O RASI (Relatório Anual de Segurança Interna) deveria ser o instrumento fundamental de combate à criminalidade, na medida em que deveria espelhar a realidade sentida no terreno pelos agentes da segurança pública, no sentido de serem encontradas estratégias que confiram um maior sentimento de segurança às populações e que aproximem a criminalidade participada daquela que de facto ocorre”, refere a APG, em comunicado.

Um dia depois de terem sido conhecidos os números do RASI, a APG adianta que o documento “carece de rigor” e foi “sem surpresa que tomou conhecimento de que, pela primeira vez desde 2008, há um registo de aumento da criminalidade participada”.
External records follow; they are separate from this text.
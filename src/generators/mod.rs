// SPDX-License-Identifier: GPL-2.0-or-later

//! Payload generators.
//!
//! A template may declare named payload lists together with an attack
//! combination. The resulting iterator is a cold, finite source of
//! variable overlays; it is obtained fresh for every execution and
//! consumed exactly once.

use serde::Deserialize;
use thiserror::Error;

use crate::vars::{VarValue, Variables};

#[derive(Debug, Error)]
pub enum GeneratorError {
    #[error("no payloads defined")]
    Empty,
    #[error("payload list {0} is empty")]
    EmptyList(String),
}

/// How multiple payload lists are combined into iterations.
#[derive(Debug, Clone, Copy, Default, PartialEq, Eq, Deserialize)]
#[serde(rename_all = "lowercase")]
pub enum AttackType {
    /// The first list is cycled into every payload position.
    #[default]
    #[serde(rename = "batteringram")]
    BatteringRam,
    /// All lists advance in lockstep, ending with the shortest.
    Pitchfork,
    /// Cartesian product over all lists.
    ClusterBomb,
}

/// Named payload lists in declaration order plus the attack combination.
#[derive(Debug, Clone, Default, Deserialize)]
pub struct PayloadSet {
    #[serde(default, rename = "attack")]
    pub attack: AttackType,
    #[serde(default, deserialize_with = "payload_lists")]
    pub payloads: Vec<(String, Vec<VarValue>)>,
}

/// Deserializes a document mapping into name/list pairs, keeping the
/// declaration order the attack combinations depend on.
fn payload_lists<'de, D>(deserializer: D) -> Result<Vec<(String, Vec<VarValue>)>, D::Error>
where
    D: serde::Deserializer<'de>,
{
    struct Lists;

    impl<'de> serde::de::Visitor<'de> for Lists {
        type Value = Vec<(String, Vec<VarValue>)>;

        fn expecting(&self, f: &mut std::fmt::Formatter) -> std::fmt::Result {
            f.write_str("a mapping of payload names to value lists")
        }

        fn visit_map<A>(self, mut map: A) -> Result<Self::Value, A::Error>
        where
            A: serde::de::MapAccess<'de>,
        {
            let mut out = Vec::with_capacity(map.size_hint().unwrap_or(0));
            while let Some(entry) = map.next_entry()? {
                out.push(entry);
            }
            Ok(out)
        }
    }

    deserializer.deserialize_map(Lists)
}

impl PayloadSet {
    pub fn new(attack: AttackType, payloads: Vec<(String, Vec<VarValue>)>) -> Self {
        Self { attack, payloads }
    }

    pub fn is_empty(&self) -> bool {
        self.payloads.is_empty()
    }

    /// Total number of iterations the iterator will yield.
    pub fn total(&self) -> usize {
        if self.payloads.is_empty() {
            return 0;
        }
        match self.attack {
            AttackType::BatteringRam => self.payloads[0].1.len(),
            AttackType::Pitchfork => self.payloads.iter().map(|(_, v)| v.len()).min().unwrap_or(0),
            AttackType::ClusterBomb => self.payloads.iter().map(|(_, v)| v.len()).product(),
        }
    }

    /// Creates a fresh iterator over this payload set. Reusing an
    /// exhausted iterator across targets is undefined, callers obtain a
    /// new one per execution.
    pub fn iterator(&self) -> Result<PayloadIterator, GeneratorError> {
        if self.payloads.is_empty() {
            return Err(GeneratorError::Empty);
        }
        for (name, values) in &self.payloads {
            if values.is_empty() {
                return Err(GeneratorError::EmptyList(name.clone()));
            }
        }
        let limit = match self.attack {
            AttackType::BatteringRam => self.payloads[0].1.len(),
            AttackType::Pitchfork => self.payloads.iter().map(|(_, v)| v.len()).min().unwrap_or(0),
            // the cluster bomb cursor carries its own end condition
            AttackType::ClusterBomb => 0,
        };
        Ok(PayloadIterator {
            attack: self.attack,
            payloads: self.payloads.clone(),
            limit,
            position: 0,
            indices: vec![0; self.payloads.len()],
            done: false,
        })
    }
}

/// Lazy, finite, non-restartable source of payload overlays.
///
/// Combinations are computed on demand from a cursor; the cartesian
/// product of a cluster bomb is never materialized.
pub struct PayloadIterator {
    attack: AttackType,
    payloads: Vec<(String, Vec<VarValue>)>,
    limit: usize,
    position: usize,
    /// Per-list cursors for the cluster bomb, last list advancing first.
    indices: Vec<usize>,
    done: bool,
}

impl Iterator for PayloadIterator {
    type Item = Variables;

    fn next(&mut self) -> Option<Self::Item> {
        if self.done {
            return None;
        }
        match self.attack {
            AttackType::BatteringRam => {
                if self.position >= self.limit {
                    self.done = true;
                    return None;
                }
                let value = self.payloads[0].1[self.position].clone();
                self.position += 1;
                Some(
                    self.payloads
                        .iter()
                        .map(|(name, _)| (name.clone(), value.clone()))
                        .collect(),
                )
            }
            AttackType::Pitchfork => {
                if self.position >= self.limit {
                    self.done = true;
                    return None;
                }
                let combination = self
                    .payloads
                    .iter()
                    .map(|(name, values)| (name.clone(), values[self.position].clone()))
                    .collect();
                self.position += 1;
                Some(combination)
            }
            AttackType::ClusterBomb => {
                let combination = self
                    .payloads
                    .iter()
                    .zip(&self.indices)
                    .map(|((name, values), &i)| (name.clone(), values[i].clone()))
                    .collect();
                for slot in (0..self.indices.len()).rev() {
                    self.indices[slot] += 1;
                    if self.indices[slot] < self.payloads[slot].1.len() {
                        return Some(combination);
                    }
                    self.indices[slot] = 0;
                }
                self.done = true;
                Some(combination)
            }
        }
    }
}

#[cfg(test)]
mod tests {
    use super::*;

    fn values(v: &[&str]) -> Vec<VarValue> {
        v.iter().map(|s| VarValue::from(*s)).collect()
    }

    #[test]
    fn battering_ram_fills_all_positions() {
        let set = PayloadSet::new(
            AttackType::BatteringRam,
            vec![
                ("a".to_string(), values(&["1", "2"])),
                ("b".to_string(), values(&["x"])),
            ],
        );
        let all: Vec<_> = set.iterator().unwrap().collect();
        assert_eq!(all.len(), 2);
        assert_eq!(all[0].get("a"), all[0].get("b"));
        assert_eq!(all[1].get("a").unwrap().to_string(), "2");
    }

    #[test]
    fn pitchfork_stops_at_shortest() {
        let set = PayloadSet::new(
            AttackType::Pitchfork,
            vec![
                ("user".to_string(), values(&["u1", "u2", "u3"])),
                ("pass".to_string(), values(&["p1", "p2"])),
            ],
        );
        let all: Vec<_> = set.iterator().unwrap().collect();
        assert_eq!(all.len(), 2);
        assert_eq!(all[1].get("user").unwrap().to_string(), "u2");
        assert_eq!(all[1].get("pass").unwrap().to_string(), "p2");
    }

    #[test]
    fn cluster_bomb_is_cartesian() {
        let set = PayloadSet::new(
            AttackType::ClusterBomb,
            vec![
                ("a".to_string(), values(&["1", "2"])),
                ("b".to_string(), values(&["x", "y", "z"])),
            ],
        );
        assert_eq!(set.total(), 6);
        let all: Vec<_> = set.iterator().unwrap().collect();
        assert_eq!(all.len(), 6);
        assert_eq!(all[5].get("a").unwrap().to_string(), "2");
        assert_eq!(all[5].get("b").unwrap().to_string(), "z");
    }

    #[test]
    fn empty_list_is_rejected() {
        let set = PayloadSet::new(
            AttackType::Pitchfork,
            vec![("a".to_string(), Vec::new())],
        );
        assert!(matches!(
            set.iterator(),
            Err(GeneratorError::EmptyList(_))
        ));
    }
}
No entanto, considera “não entender” que este aumento da criminalidade participada seja atribuído “a alterações na tipificação da criminalidade”.

Parece ser um contrassenso que, quando nos últimos anos o investimento nas forças de segurança tem sido praticamente nulo, quer no que toca a meios e equipamentos, quer no que respeita a efetivo que, ainda assim, sejam apresentados números tão positivos, dando a ideia errada de que se pode fazer mais com menos, o que não é verdade”, sublinha a associação mais representativa da GNR.

A APG destaca ainda que três elementos das forças de segurança tenham morrido e 616 tenham ficado feridos em serviço em 2015 para defender que a profissão deve ser considerada de risco.

A criminalidade geral participada às forças de segurança subiu em 2015 pela primeira vez em sete anos, com um total de 356.032 queixas, mais 1,3 por cento do que em 2014, segundo o Relatório Anual de Segurança Interna.

Já a criminalidade violenta e grave registou um decréscimo de 0,6 por cento no ano passado, tendo as forças de segurança registado um total de 18.964 participações, mais 124 ilícitos do que em 2014.

Os crimes mais registados pelas forças de segurança em 2015 foram os de incêndio/fogo posto em floresta, mata, arvoredo ou seara, que sofreram um aumento de 106,2%, burla informática e nas comunicações (mais 73,7%), contrafação, falsificação de moeda e passagem de moeda falsa (mais 34%), extorsão (mais 45,6%), roubo por esticão (mais 1,6%) e roubo a farmácia (mais 67,9%).